■ **Exercise goal**
Reproduce exactly, and only, the lines running from the start of the entries below to the line containing "their NAV ident".

Dataset entries:
# # # #

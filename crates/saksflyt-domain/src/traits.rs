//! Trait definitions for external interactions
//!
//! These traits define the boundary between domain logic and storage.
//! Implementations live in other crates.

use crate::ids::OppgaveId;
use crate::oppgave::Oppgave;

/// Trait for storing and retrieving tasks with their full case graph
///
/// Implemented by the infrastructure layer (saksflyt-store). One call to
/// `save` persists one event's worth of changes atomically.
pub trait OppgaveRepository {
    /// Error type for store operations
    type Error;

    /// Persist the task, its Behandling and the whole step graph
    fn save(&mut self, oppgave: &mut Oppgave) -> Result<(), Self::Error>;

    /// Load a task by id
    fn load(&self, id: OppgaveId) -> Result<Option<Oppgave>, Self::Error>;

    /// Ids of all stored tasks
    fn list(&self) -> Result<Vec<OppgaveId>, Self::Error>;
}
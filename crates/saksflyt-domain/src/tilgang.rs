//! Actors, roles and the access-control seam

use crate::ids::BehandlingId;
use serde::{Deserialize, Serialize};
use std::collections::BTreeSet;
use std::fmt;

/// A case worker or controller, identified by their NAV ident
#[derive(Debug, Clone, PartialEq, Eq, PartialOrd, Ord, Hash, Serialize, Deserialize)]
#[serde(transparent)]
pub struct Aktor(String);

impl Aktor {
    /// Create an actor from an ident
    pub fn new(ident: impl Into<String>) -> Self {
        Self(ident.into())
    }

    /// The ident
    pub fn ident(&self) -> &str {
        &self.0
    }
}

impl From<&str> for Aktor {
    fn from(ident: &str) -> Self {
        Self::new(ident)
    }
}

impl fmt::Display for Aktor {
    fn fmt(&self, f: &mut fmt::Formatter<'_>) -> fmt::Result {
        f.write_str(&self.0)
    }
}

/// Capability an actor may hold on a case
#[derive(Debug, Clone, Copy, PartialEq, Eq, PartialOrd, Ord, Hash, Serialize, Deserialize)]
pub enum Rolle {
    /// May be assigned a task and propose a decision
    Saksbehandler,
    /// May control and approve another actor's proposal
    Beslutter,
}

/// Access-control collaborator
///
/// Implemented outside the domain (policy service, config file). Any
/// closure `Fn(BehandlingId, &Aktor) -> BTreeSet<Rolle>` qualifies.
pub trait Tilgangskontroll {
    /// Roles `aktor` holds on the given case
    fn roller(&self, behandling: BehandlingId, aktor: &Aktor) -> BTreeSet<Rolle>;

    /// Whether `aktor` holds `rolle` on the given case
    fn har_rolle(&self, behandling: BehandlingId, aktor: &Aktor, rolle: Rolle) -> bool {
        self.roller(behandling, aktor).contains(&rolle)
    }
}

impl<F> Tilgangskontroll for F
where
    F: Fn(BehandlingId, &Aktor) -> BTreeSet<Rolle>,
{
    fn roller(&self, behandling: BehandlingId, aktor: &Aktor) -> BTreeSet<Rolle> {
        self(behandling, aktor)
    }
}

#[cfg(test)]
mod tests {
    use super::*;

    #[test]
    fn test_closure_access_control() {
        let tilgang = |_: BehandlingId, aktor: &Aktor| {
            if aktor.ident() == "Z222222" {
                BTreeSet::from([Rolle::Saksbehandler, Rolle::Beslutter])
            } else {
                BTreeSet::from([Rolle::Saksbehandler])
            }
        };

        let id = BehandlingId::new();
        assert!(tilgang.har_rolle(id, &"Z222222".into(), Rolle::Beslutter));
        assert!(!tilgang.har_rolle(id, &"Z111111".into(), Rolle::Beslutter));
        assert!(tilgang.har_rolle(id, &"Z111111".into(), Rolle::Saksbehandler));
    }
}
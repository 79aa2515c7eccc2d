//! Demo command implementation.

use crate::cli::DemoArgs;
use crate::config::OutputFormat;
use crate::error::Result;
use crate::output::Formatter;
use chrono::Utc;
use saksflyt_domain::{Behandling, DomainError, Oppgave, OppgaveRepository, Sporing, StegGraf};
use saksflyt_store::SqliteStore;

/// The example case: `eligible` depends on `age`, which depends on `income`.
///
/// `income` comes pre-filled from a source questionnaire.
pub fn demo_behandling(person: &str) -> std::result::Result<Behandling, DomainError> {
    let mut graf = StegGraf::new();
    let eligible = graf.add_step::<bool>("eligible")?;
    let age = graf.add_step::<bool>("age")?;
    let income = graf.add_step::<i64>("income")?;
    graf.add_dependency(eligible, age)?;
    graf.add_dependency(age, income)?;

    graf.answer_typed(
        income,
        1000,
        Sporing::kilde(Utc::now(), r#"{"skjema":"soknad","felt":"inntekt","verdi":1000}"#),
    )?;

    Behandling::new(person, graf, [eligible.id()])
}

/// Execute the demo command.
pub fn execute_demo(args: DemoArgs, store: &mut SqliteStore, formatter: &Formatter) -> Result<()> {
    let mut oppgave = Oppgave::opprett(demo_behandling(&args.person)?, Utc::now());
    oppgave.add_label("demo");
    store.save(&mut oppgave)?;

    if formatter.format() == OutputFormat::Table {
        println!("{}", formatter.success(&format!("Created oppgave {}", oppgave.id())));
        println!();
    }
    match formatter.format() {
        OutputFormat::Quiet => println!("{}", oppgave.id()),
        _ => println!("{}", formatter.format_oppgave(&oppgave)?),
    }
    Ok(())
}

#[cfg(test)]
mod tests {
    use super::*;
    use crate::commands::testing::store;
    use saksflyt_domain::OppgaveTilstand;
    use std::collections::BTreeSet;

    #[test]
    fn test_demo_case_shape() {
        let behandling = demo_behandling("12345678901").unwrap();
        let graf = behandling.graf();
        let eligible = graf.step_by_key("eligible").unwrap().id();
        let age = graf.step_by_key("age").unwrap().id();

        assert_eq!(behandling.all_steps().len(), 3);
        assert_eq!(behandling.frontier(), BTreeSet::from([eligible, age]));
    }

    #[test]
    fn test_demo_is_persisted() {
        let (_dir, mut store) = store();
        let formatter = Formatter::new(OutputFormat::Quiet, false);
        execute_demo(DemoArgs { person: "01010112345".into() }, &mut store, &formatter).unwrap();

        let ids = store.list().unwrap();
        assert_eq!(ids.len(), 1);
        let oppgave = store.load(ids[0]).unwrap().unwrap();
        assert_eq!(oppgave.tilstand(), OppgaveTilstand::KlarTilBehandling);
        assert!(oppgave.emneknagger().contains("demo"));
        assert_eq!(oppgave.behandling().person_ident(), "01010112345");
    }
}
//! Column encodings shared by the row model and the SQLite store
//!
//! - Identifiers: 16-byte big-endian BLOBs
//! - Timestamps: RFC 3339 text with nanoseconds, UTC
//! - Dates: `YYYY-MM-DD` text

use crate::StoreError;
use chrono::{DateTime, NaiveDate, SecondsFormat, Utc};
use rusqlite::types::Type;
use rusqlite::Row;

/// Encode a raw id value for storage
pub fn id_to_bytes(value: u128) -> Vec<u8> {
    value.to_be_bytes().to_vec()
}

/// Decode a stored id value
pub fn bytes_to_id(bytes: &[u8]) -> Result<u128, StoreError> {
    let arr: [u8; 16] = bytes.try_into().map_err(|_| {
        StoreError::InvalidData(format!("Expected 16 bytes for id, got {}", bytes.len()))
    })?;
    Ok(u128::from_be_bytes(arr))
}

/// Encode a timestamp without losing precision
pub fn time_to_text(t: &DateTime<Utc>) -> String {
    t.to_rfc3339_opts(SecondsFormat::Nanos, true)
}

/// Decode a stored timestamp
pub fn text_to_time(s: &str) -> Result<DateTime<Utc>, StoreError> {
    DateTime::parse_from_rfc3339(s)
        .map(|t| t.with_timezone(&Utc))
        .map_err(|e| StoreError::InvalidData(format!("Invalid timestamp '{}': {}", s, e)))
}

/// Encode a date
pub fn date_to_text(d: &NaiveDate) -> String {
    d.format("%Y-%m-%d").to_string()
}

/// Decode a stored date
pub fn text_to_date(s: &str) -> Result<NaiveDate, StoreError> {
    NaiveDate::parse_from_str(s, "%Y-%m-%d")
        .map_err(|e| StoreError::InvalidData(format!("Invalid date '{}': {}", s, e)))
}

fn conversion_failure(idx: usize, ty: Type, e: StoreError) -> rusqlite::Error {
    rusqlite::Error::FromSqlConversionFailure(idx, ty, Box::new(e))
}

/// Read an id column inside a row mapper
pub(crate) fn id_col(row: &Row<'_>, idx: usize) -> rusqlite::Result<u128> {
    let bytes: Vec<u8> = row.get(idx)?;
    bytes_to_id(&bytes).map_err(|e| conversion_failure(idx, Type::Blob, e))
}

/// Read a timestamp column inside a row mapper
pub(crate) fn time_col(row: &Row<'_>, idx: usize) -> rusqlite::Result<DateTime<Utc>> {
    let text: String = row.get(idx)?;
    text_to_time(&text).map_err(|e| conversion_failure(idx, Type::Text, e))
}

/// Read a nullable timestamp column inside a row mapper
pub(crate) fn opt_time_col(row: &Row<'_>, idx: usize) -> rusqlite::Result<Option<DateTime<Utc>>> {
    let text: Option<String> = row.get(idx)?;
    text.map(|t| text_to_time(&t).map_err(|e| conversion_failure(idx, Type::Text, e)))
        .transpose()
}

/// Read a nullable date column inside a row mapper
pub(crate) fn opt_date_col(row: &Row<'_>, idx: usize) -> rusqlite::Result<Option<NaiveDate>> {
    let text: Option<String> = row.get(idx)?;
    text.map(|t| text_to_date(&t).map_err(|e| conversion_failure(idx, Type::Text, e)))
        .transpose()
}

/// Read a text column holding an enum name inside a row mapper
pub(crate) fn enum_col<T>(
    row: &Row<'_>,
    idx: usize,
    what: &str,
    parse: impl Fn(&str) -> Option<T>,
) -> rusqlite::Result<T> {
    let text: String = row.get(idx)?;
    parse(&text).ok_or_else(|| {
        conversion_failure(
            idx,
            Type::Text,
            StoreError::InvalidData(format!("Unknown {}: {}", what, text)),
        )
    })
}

# # # #

■ **Answer section**
filename crates/saksflyt-domain/src/traits.rs
//! Trait definitions for external interactions
//!
//! These traits define the boundary between domain logic and storage.
//! Implementations live in other crates.

use crate::ids::OppgaveId;
use crate::oppgave::Oppgave;

/// Trait for storing and retrieving tasks with their full case graph
///
/// Implemented by the infrastructure layer (saksflyt-store). One call to
/// `save` persists one event's worth of changes atomically.
pub trait OppgaveRepository {
    /// Error type for store operations
    type Error;

    /// Persist the task, its Behandling and the whole step graph
    fn save(&mut self, oppgave: &mut Oppgave) -> Result<(), Self::Error>;

    /// Load a task by id
    fn load(&self, id: OppgaveId) -> Result<Option<Oppgave>, Self::Error>;

    /// Ids of all stored tasks
    fn list(&self) -> Result<Vec<OppgaveId>, Self::Error>;
}
filename crates/saksflyt-domain/src/tilgang.rs
//! Actors, roles and the access-control seam

use crate::ids::BehandlingId;
use serde::{Deserialize, Serialize};
use std::collections::BTreeSet;
use std::fmt;

/// A case worker or controller, identified by their NAV ident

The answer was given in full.